*** Task input Section Begins ***
// SPDX-License-Identifier: CC-BY-NC-ND-4.0

//! Secured HTTP client construction

use crate::error::{Result, UpdaterError};
use reqwest::redirect::Policy;
use reqwest::{Certificate, Client};
use std::time::Duration;

pub const USER_AGENT: &str = concat!("fw-updater/", env!("CARGO_PKG_VERSION"));

const PEM_CERTIFICATE_HEADER: &str = "-----BEGIN CERTIFICATE-----";

/// How the remote server's certificate is validated.
#[derive(Debug, Clone, Default, PartialEq, Eq)]
pub enum TrustAnchor {
    /// The Mozilla root set compiled into the binary.
    #[default]
    BuiltInRoots,
    /// Only the given PEM certificate (CA or leaf) is trusted.
    Pinned(Vec<u8>),
    /// No verification at all. Development only.
    Insecure,
}

impl TrustAnchor {
    pub fn is_insecure(&self) -> bool {
        matches!(self, Self::Insecure)
    }
}

/// Transport settings shared by the resolver and the transfer driver
#[derive(Debug, Clone)]
pub struct HttpSettings {
    pub trust_anchor: TrustAnchor,
    pub user_agent: String,
    pub request_timeout: Duration,
    pub connect_timeout: Duration,
    pub max_redirects: usize,
}

impl Default for HttpSettings {
    fn default() -> Self {
        Self {
            trust_anchor: TrustAnchor::default(),
            user_agent: USER_AGENT.to_owned(),
            request_timeout: Duration::from_secs(30),
            connect_timeout: Duration::from_secs(10),
            max_redirects: 10,
        }
    }
}

/// Client that never follows redirects on its own.
pub fn build_client(settings: &HttpSettings) -> Result<Client> {
    build(settings, Policy::none(), Deadline::WholeRequest)
}

/// Client that follows up to `max_redirects` hops.
pub fn build_client_with_redirects(settings: &HttpSettings) -> Result<Client> {
    build(
        settings,
        Policy::limited(settings.max_redirects),
        Deadline::WholeRequest,
    )
}

/// Client for image downloads: follows redirects and only times out when the
/// connection stalls for `request_timeout`, however long the body takes.
pub fn build_download_client(settings: &HttpSettings) -> Result<Client> {
    build(
        settings,
        Policy::limited(settings.max_redirects),
        Deadline::PerRead,
    )
}

#[derive(Clone, Copy)]
enum Deadline {
    WholeRequest,
    PerRead,
}

fn build(settings: &HttpSettings, policy: Policy, deadline: Deadline) -> Result<Client> {
    let mut builder = Client::builder()
        .use_rustls_tls()
        .user_agent(settings.user_agent.as_str())
        .connect_timeout(settings.connect_timeout)
        .redirect(policy);

    builder = match deadline {
        Deadline::WholeRequest => builder.timeout(settings.request_timeout),
        Deadline::PerRead => builder.read_timeout(settings.request_timeout),
    };

    builder = match &settings.trust_anchor {
        TrustAnchor::BuiltInRoots => builder,
        TrustAnchor::Pinned(pem) => {
            // the rustls backend silently skips non-PEM input, leaving an empty root store
            if !String::from_utf8_lossy(pem).contains(PEM_CERTIFICATE_HEADER) {
                return Err(UpdaterError::Certificate(
                    "trust anchor contains no PEM certificate".to_owned(),
                ));
            }
            let certificate = Certificate::from_pem(pem)
                .map_err(|e| UpdaterError::Certificate(format!("invalid trust anchor: {e}")))?;
            builder
                .tls_built_in_root_certs(false)
                .add_root_certificate(certificate)
        }
        TrustAnchor::Insecure => {
            tracing::warn!("TLS certificate verification is DISABLED");
            builder.danger_accept_invalid_certs(true)
        }
    };

    builder
        .build()
        .map_err(|e| UpdaterError::Config(format!("Failed to build HTTP client: {e}")))
}

#[cfg(test)]
mod tests {
    use super::*;

    #[test]
    fn test_default_settings_are_secure() {
        let settings = HttpSettings::default();
        assert_eq!(settings.trust_anchor, TrustAnchor::BuiltInRoots);
        assert!(!settings.trust_anchor.is_insecure());
        assert!(settings.user_agent.starts_with("fw-updater/"));
    }

    #[test]
    fn test_builds_secure_and_insecure_clients() {
        assert!(build_client(&HttpSettings::default()).is_ok());

        let insecure = HttpSettings {
            trust_anchor: TrustAnchor::Insecure,
            ..Default::default()
        };
        assert!(build_client_with_redirects(&insecure).is_ok());
    }

    #[test]
    fn test_garbage_trust_anchor_is_rejected() {
        let settings = HttpSettings {
            trust_anchor: TrustAnchor::Pinned(b"not a certificate".to_vec()),
            ..Default::default()
        };
        assert!(matches!(
            build_client(&settings),
            Err(UpdaterError::Certificate(_))
        ));
    }

    mod tls {
        use super::*;
        use rcgen::CertifiedKey;
        use rustls::pki_types::{PrivateKeyDer, PrivatePkcs8KeyDer};
        use std::io::{Read, Write};
        use std::net::TcpListener;
        use std::sync::Arc;

        fn self_signed() -> CertifiedKey {
            rcgen::generate_simple_self_signed(vec!["localhost".to_owned()]).unwrap()
        }

        fn pinned(certificate: &CertifiedKey) -> HttpSettings {
            HttpSettings {
                trust_anchor: TrustAnchor::Pinned(certificate.cert.pem().into_bytes()),
                ..Default::default()
            }
        }

        /// Minimal HTTPS server answering every request with "ok".
        fn serve_tls(identity: &CertifiedKey) -> u16 {
            let provider = Arc::new(rustls::crypto::ring::default_provider());
            let key = PrivateKeyDer::Pkcs8(PrivatePkcs8KeyDer::from(
                identity.key_pair.serialize_der(),
            ));
            let config = Arc::new(
                rustls::ServerConfig::builder_with_provider(provider)
                    .with_safe_default_protocol_versions()
                    .unwrap()
                    .with_no_client_auth()
                    .with_single_cert(vec![identity.cert.der().clone()], key)
                    .unwrap(),
            );

            let listener = TcpListener::bind("127.0.0.1:0").unwrap();
            let port = listener.local_addr().unwrap().port();

            std::thread::spawn(move || {
                for tcp in listener.incoming().flatten() {
                    let Ok(conn) = rustls::ServerConnection::new(config.clone()) else {
                        continue;
                    };
                    let mut stream = rustls::StreamOwned::new(conn, tcp);
                    let mut request = Vec::new();
                    let mut buf = [0u8; 1024];
                    while !request.windows(4).any(|w| w == b"\r\n\r\n") {
                        match stream.read(&mut buf) {
                            Ok(0) | Err(_) => break,
                            Ok(n) => request.extend_from_slice(&buf[..n]),
                        }
                    }
                    let _ = stream.write_all(
                        b"HTTP/1.1 200 OK\r\ncontent-length: 2\r\nconnection: close\r\n\r\nok",
                    );
                    let _ = stream.flush();
                }
            });
            port
        }

        #[test]
        fn test_pinned_certificate_builds_client() {
            assert!(build_client(&pinned(&self_signed())).is_ok());
        }

        #[tokio::test]
        async fn test_pinned_server_is_trusted() {
            let identity = self_signed();
            let port = serve_tls(&identity);

            let client = build_client(&pinned(&identity)).unwrap();
            let body = client
                .get(format!("https://localhost:{port}/"))
                .send()
                .await
                .unwrap()
                .text()
                .await
                .unwrap();
            assert_eq!(body, "ok");
        }

        #[tokio::test]
        async fn test_server_outside_pinned_anchor_is_certificate_error() {
            let port = serve_tls(&self_signed());

            // Pinned to an unrelated certificate
            let client = build_client(&pinned(&self_signed())).unwrap();
            let err = client
                .get(format!("https://localhost:{port}/"))
                .send()
                .await
                .unwrap_err();

            assert!(matches!(
                UpdaterError::from_transport(&err, UpdaterError::Transfer),
                UpdaterError::Certificate(_)
            ));
        }

        #[tokio::test]
        async fn test_self_signed_server_fails_against_built_in_roots() {
            let port = serve_tls(&self_signed());

            let client = build_client(&HttpSettings::default()).unwrap();
            let err = client
                .get(format!("https://localhost:{port}/"))
                .send()
                .await
                .unwrap_err();

            assert!(matches!(
                UpdaterError::from_transport(&err, UpdaterError::Resolution),
                UpdaterError::Certificate(_)
            ));
        }
    }
}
*** Task input Section Ends ***
*About this exercise*. Copy out every line in the listing where the word "that" appears.

*Output below*.
/// Client that never follows redirects on its own.
/// Client that follows up to `max_redirects` hops.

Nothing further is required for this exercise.